» **About this task**: Extract, without alteration, each line from the start of the listing to the line bearing "fn mark_video_expired(&self, video_id: &str, now: i64)".
= = =
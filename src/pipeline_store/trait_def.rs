use super::models::*;
use anyhow::Result;

/// Discovery sources. Only read by the queue to tag provenance.
pub trait SourceStore: Send + Sync {
    fn upsert_source(&self, source: &NewSource, now: i64) -> Result<()>;
    fn get_source(&self, source_id: &str) -> Result<Option<Source>>;
    fn list_sources(&self, status: Option<SourceStatus>) -> Result<Vec<Source>>;
    fn set_source_status(&self, source_id: &str, status: SourceStatus) -> Result<bool>;
    fn record_source_scraped(&self, source_id: &str, now: i64) -> Result<bool>;
}

pub trait VideoStore: Send + Sync {
    /// Inserts a video in `pending`. Returns false if the id is already known.
    fn insert_video(&self, video: &NewVideo, now: i64) -> Result<bool>;

    fn get_video(&self, video_id: &str) -> Result<Option<Video>>;

    fn list_videos(
        &self,
        status: Option<VideoStatus>,
        limit: usize,
        offset: usize,
    ) -> Result<Vec<Video>>;

    /// Records the durable location of a video. Refused (false) unless the
    /// video has a local path and no durable path yet.
    fn set_video_durable(
        &self,
        video_id: &str,
        durable_path: &str,
        uploaded_at: i64,
        expires_at: i64,
        now: i64,
    ) -> Result<bool>;

    /// Videos with a local artifact that have not been promoted yet.
    fn list_unpromoted_videos(&self, limit: usize) -> Result<Vec<Video>>;

    /// Promoted videos whose expiry is at or before `now` and that are not
    /// already expired. Videos mid-publish are left alone.
    fn list_expired_videos(&self, now: i64, limit: usize) -> Result<Vec<Video>>;

    fn mark_video_expired(&self, video_id: &str, now: i64) -> Result<bool>;

    fn set_local_path(&self, video_id: &str, local_path: &str, now: i64) -> Result<bool>;

    fn clear_local_path(&self, video_id: &str, now: i64) -> Result<bool>;

    /// Recomputes `durable_expires_at = durable_uploaded_at + retention_secs`
    /// for every promoted, non-expired video. Returns the number of rows touched.
    fn retag_durable_expiry(&self, retention_secs: i64, now: i64) -> Result<usize>;
}

pub trait DownloadQueueStore: Send + Sync {
    fn insert_download_job(
        &self,
        video_id: &str,
        url: &str,
        priority: i32,
        service: &str,
        now: i64,
    ) -> Result<EnqueueOutcome>;

    fn get_download_job(&self, id: i64) -> Result<Option<DownloadJob>>;

    fn list_download_jobs(
        &self,
        status: Option<JobStatus>,
        limit: usize,
        offset: usize,
    ) -> Result<Vec<DownloadJob>>;

    /// Atomically leases the best eligible pending job (PENDING → IN_PROGRESS)
    /// and marks its video `downloading`.
    fn lease_next_download(
        &self,
        worker: &str,
        now: i64,
        lease_secs: i64,
    ) -> Result<Option<DownloadJob>>;

    /// The lease-holding transitions below only apply while `worker` still
    /// owns the lease; false means the lease was lost.
    fn complete_download(
        &self,
        id: i64,
        worker: &str,
        local_path: &str,
        file_size: u64,
        now: i64,
    ) -> Result<bool>;

    fn retry_download(
        &self,
        id: i64,
        worker: &str,
        attempts: u32,
        next_attempt_at: i64,
        error: &str,
        now: i64,
    ) -> Result<bool>;

    fn fail_download(
        &self,
        id: i64,
        worker: &str,
        attempts: u32,
        error: &str,
        now: i64,
    ) -> Result<bool>;

    /// Returns a leased job to pending without consuming an attempt.
    fn release_download(&self, id: i64, worker: &str, now: i64) -> Result<bool>;

    fn release_expired_downloads(&self, now: i64) -> Result<usize>;

    /// Puts a failed job back to pending with its attempts reset.
    fn requeue_failed_download(&self, id: i64, now: i64) -> Result<bool>;

    fn download_queue_stats(&self) -> Result<DownloadQueueStats>;
}

pub trait PostStore: Send + Sync {
    fn insert_post(
        &self,
        video_id: &str,
        account: &str,
        scheduled_time: i64,
        caption: Option<&str>,
        now: i64,
    ) -> Result<ScheduledPost>;

    fn get_post(&self, id: i64) -> Result<Option<ScheduledPost>>;

    fn list_posts(
        &self,
        status: Option<PostStatus>,
        limit: usize,
        offset: usize,
    ) -> Result<Vec<ScheduledPost>>;

    /// A page of queued posts due at `now`, ordered by `(scheduled_time, id)`
    /// and starting strictly after `after`.
    fn list_due_posts(
        &self,
        now: i64,
        after: Option<(i64, i64)>,
        limit: usize,
    ) -> Result<Vec<ScheduledPost>>;

    /// QUEUED → POSTING. The video moves to `posting` if it was `downloaded`.
    /// Returns the claimed row as stored, `None` if the post was not queued.
    fn claim_post(&self, id: i64, now: i64, lease_secs: i64) -> Result<Option<ScheduledPost>>;

    fn complete_post(&self, id: i64, post_id: &str, now: i64) -> Result<bool>;

    fn retry_post(
        &self,
        id: i64,
        attempts: u32,
        next_attempt_at: i64,
        error: &str,
        now: i64,
    ) -> Result<bool>;

    fn fail_post(&self, id: i64, attempts: u32, error: &str, now: i64) -> Result<bool>;

    /// Only applies while the post is queued and never attempted.
    fn reschedule_post(&self, id: i64, scheduled_time: i64, now: i64) -> Result<bool>;

    fn cancel_post(&self, id: i64, now: i64) -> Result<bool>;

    fn release_expired_posts(&self, now: i64) -> Result<usize>;

    fn post_stats(&self) -> Result<PostStats>;
}

pub trait SettingsStore: Send + Sync {
    fn set_setting(
        &self,
        category: &str,
        key: &str,
        value: &str,
        encrypted: bool,
        now: i64,
    ) -> Result<()>;

    fn get_setting(&self, category: &str, key: &str) -> Result<Option<Setting>>;

    /// Encrypted values come back as [`REDACTED_VALUE`].
    fn list_settings(&self, category: Option<&str>) -> Result<Vec<Setting>>;

    fn delete_setting(&self, category: &str, key: &str) -> Result<bool>;
}

/// Everything the pipeline persists, behind one handle.
pub trait FullPipelineStore:
    SourceStore + VideoStore + DownloadQueueStore + PostStore + SettingsStore
{
}

impl<T> FullPipelineStore for T where
    T: SourceStore + VideoStore + DownloadQueueStore + PostStore + SettingsStore
{
}
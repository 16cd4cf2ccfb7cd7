use super::constants::T0;
use super::fixtures::{FlakyBlobStore, RecordingPublisher, ScriptedDownloader};
use reposter_server::background_jobs::jobs::{
    DailySummaryJob, DownloadDrainJob, LeaseRecoveryJob, PostDispatchJob, PromotionJob,
    StorageReaperJob, SystemStatusJob,
};
use reposter_server::background_jobs::{
    create_coordinator, CoordinatorHandle, LifecycleCoordinator, PipelineComponents,
};
use reposter_server::clock::ManualClock;
use reposter_server::config::{DownloadQueueSettings, PostSchedulerSettings, StorageSettings};
use reposter_server::download_queue::{DownloadQueue, DownloaderRegistry};
use reposter_server::events::{EventBus, LifecycleEvent};
use reposter_server::pipeline_store::{NewVideo, SqlitePipelineStore, Video, VideoMetadata, VideoStore};
use reposter_server::post_scheduler::{PostScheduler, Publisher};
use reposter_server::storage::{BlobStore, LocalTier, StorageTierManager};
use std::sync::Arc;
use std::time::Duration;
use tempfile::TempDir;
use tokio::sync::broadcast;
use tokio_util::sync::CancellationToken;

/// A fully wired pipeline over a temporary directory.
pub struct TestPipeline {
    pub dir: TempDir,
    pub clock: ManualClock,
    pub events: EventBus,
    pub store: Arc<SqlitePipelineStore>,
    pub downloader: Arc<ScriptedDownloader>,
    pub publisher: Arc<RecordingPublisher>,
    pub blobs: Arc<FlakyBlobStore>,
    pub components: PipelineComponents,
}

impl TestPipeline {
    pub fn new() -> Self {
        Self::with_settings(DownloadQueueSettings::default(), StorageSettings::default())
    }

    pub fn with_settings(download: DownloadQueueSettings, storage: StorageSettings) -> Self {
        let dir = TempDir::new().expect("Failed to create temp dir");
        let clock = ManualClock::new(T0);
        let events = EventBus::new();
        let store = Arc::new(SqlitePipelineStore::in_memory().expect("Failed to open store"));

        let local = LocalTier::new(dir.path().join("videos"));
        let blobs = Arc::new(FlakyBlobStore::new(&dir.path().join("durable")));
        std::fs::create_dir_all(dir.path().join("durable").join("videos"))
            .expect("Failed to create durable container");

        let storage = Arc::new(StorageTierManager::new(
            store.clone(),
            Some(blobs.clone() as Arc<dyn BlobStore>),
            local.clone(),
            storage,
            Arc::new(clock.clone()),
            events.clone(),
        ));

        let downloader = Arc::new(ScriptedDownloader::new(local));
        let mut downloaders = DownloaderRegistry::new();
        downloaders.register(downloader.clone());

        let download_queue = Arc::new(DownloadQueue::new(
            store.clone(),
            Arc::new(clock.clone()),
            download,
            events.clone(),
        ));

        let publisher = Arc::new(RecordingPublisher::default());
        let post_scheduler = Arc::new(PostScheduler::new(
            store.clone(),
            Arc::new(clock.clone()),
            PostSchedulerSettings::default(),
            events.clone(),
            storage.clone(),
            Some(publisher.clone() as Arc<dyn Publisher>),
        ));

        let components = PipelineComponents {
            store: store.clone(),
            clock: Arc::new(clock.clone()),
            download_queue,
            downloaders: Arc::new(downloaders),
            post_scheduler,
            storage,
            events: events.clone(),
        };

        Self {
            dir,
            clock,
            events,
            store,
            downloader,
            publisher,
            blobs,
            components,
        }
    }

    pub fn queue(&self) -> &Arc<DownloadQueue> {
        &self.components.download_queue
    }

    pub fn scheduler(&self) -> &Arc<PostScheduler> {
        &self.components.post_scheduler
    }

    pub fn storage(&self) -> &Arc<StorageTierManager> {
        &self.components.storage
    }

    /// Registers a discovered video.
    pub fn register(&self, video_id: &str) {
        let added = self
            .queue()
            .register_video(&NewVideo {
                video_id: video_id.to_string(),
                source_id: None,
                original_url: format!("https://videos.example/{}", video_id),
                metadata: VideoMetadata {
                    title: Some(format!("Video {}", video_id)),
                    ..Default::default()
                },
                duration_secs: Some(15),
            })
            .expect("Failed to register video");
        assert!(added, "video {} registered twice", video_id);
    }

    /// Registers and enqueues a video for download.
    pub fn enqueue(&self, video_id: &str, priority: i32) {
        self.register(video_id);
        self.queue()
            .enqueue(
                video_id,
                &format!("https://videos.example/{}", video_id),
                priority,
            )
            .expect("Failed to enqueue");
    }

    pub fn video(&self, video_id: &str) -> Video {
        self.store
            .get_video(video_id)
            .expect("Failed to read video")
            .unwrap_or_else(|| panic!("video {} not found", video_id))
    }

    pub fn subscribe(&self) -> broadcast::Receiver<LifecycleEvent> {
        self.events.subscribe()
    }

    /// A coordinator with every pipeline job registered at production-like
    /// intervals.
    pub async fn coordinator(
        &self,
        shutdown: CancellationToken,
    ) -> (LifecycleCoordinator, CoordinatorHandle) {
        let (mut coordinator, handle) = create_coordinator(self.components.clone(), shutdown);
        coordinator
            .register_job(Arc::new(LeaseRecoveryJob::new(Duration::from_secs(60))))
            .await;
        coordinator
            .register_job(Arc::new(DownloadDrainJob::new(Duration::from_secs(10))))
            .await;
        coordinator
            .register_job(Arc::new(PromotionJob::new(Duration::from_secs(60))))
            .await;
        coordinator
            .register_job(Arc::new(PostDispatchJob::new(Duration::from_secs(30))))
            .await;
        coordinator
            .register_job(Arc::new(StorageReaperJob::new(Duration::from_secs(86_400))))
            .await;
        coordinator
            .register_job(Arc::new(DailySummaryJob::new(Duration::from_secs(86_400))))
            .await;
        coordinator.register_job(Arc::new(SystemStatusJob)).await;
        (coordinator, handle)
    }
}

/// Drains every event currently buffered on `rx`.
pub fn drain_events(rx: &mut broadcast::Receiver<LifecycleEvent>) -> Vec<LifecycleEvent> {
    let mut events = Vec::new();
    while let Ok(event) = rx.try_recv() {
        events.push(event);
    }
    events
}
= = =
» **Written reply**:
filename src/pipeline_store/trait_def.rs
use super::models::*;
use anyhow::Result;

/// Discovery sources. Only read by the queue to tag provenance.
pub trait SourceStore: Send + Sync {
    fn upsert_source(&self, source: &NewSource, now: i64) -> Result<()>;
    fn get_source(&self, source_id: &str) -> Result<Option<Source>>;
    fn list_sources(&self, status: Option<SourceStatus>) -> Result<Vec<Source>>;
    fn set_source_status(&self, source_id: &str, status: SourceStatus) -> Result<bool>;
    fn record_source_scraped(&self, source_id: &str, now: i64) -> Result<bool>;
}

pub trait VideoStore: Send + Sync {
    /// Inserts a video in `pending`. Returns false if the id is already known.
    fn insert_video(&self, video: &NewVideo, now: i64) -> Result<bool>;

    fn get_video(&self, video_id: &str) -> Result<Option<Video>>;

    fn list_videos(
        &self,
        status: Option<VideoStatus>,
        limit: usize,
        offset: usize,
    ) -> Result<Vec<Video>>;

    /// Records the durable location of a video. Refused (false) unless the
    /// video has a local path and no durable path yet.
    fn set_video_durable(
        &self,
        video_id: &str,
        durable_path: &str,
        uploaded_at: i64,
        expires_at: i64,
        now: i64,
    ) -> Result<bool>;

    /// Videos with a local artifact that have not been promoted yet.
    fn list_unpromoted_videos(&self, limit: usize) -> Result<Vec<Video>>;

    /// Promoted videos whose expiry is at or before `now` and that are not
    /// already expired. Videos mid-publish are left alone.
    fn list_expired_videos(&self, now: i64, limit: usize) -> Result<Vec<Video>>;

    fn mark_video_expired(&self, video_id: &str, now: i64) -> Result<bool>;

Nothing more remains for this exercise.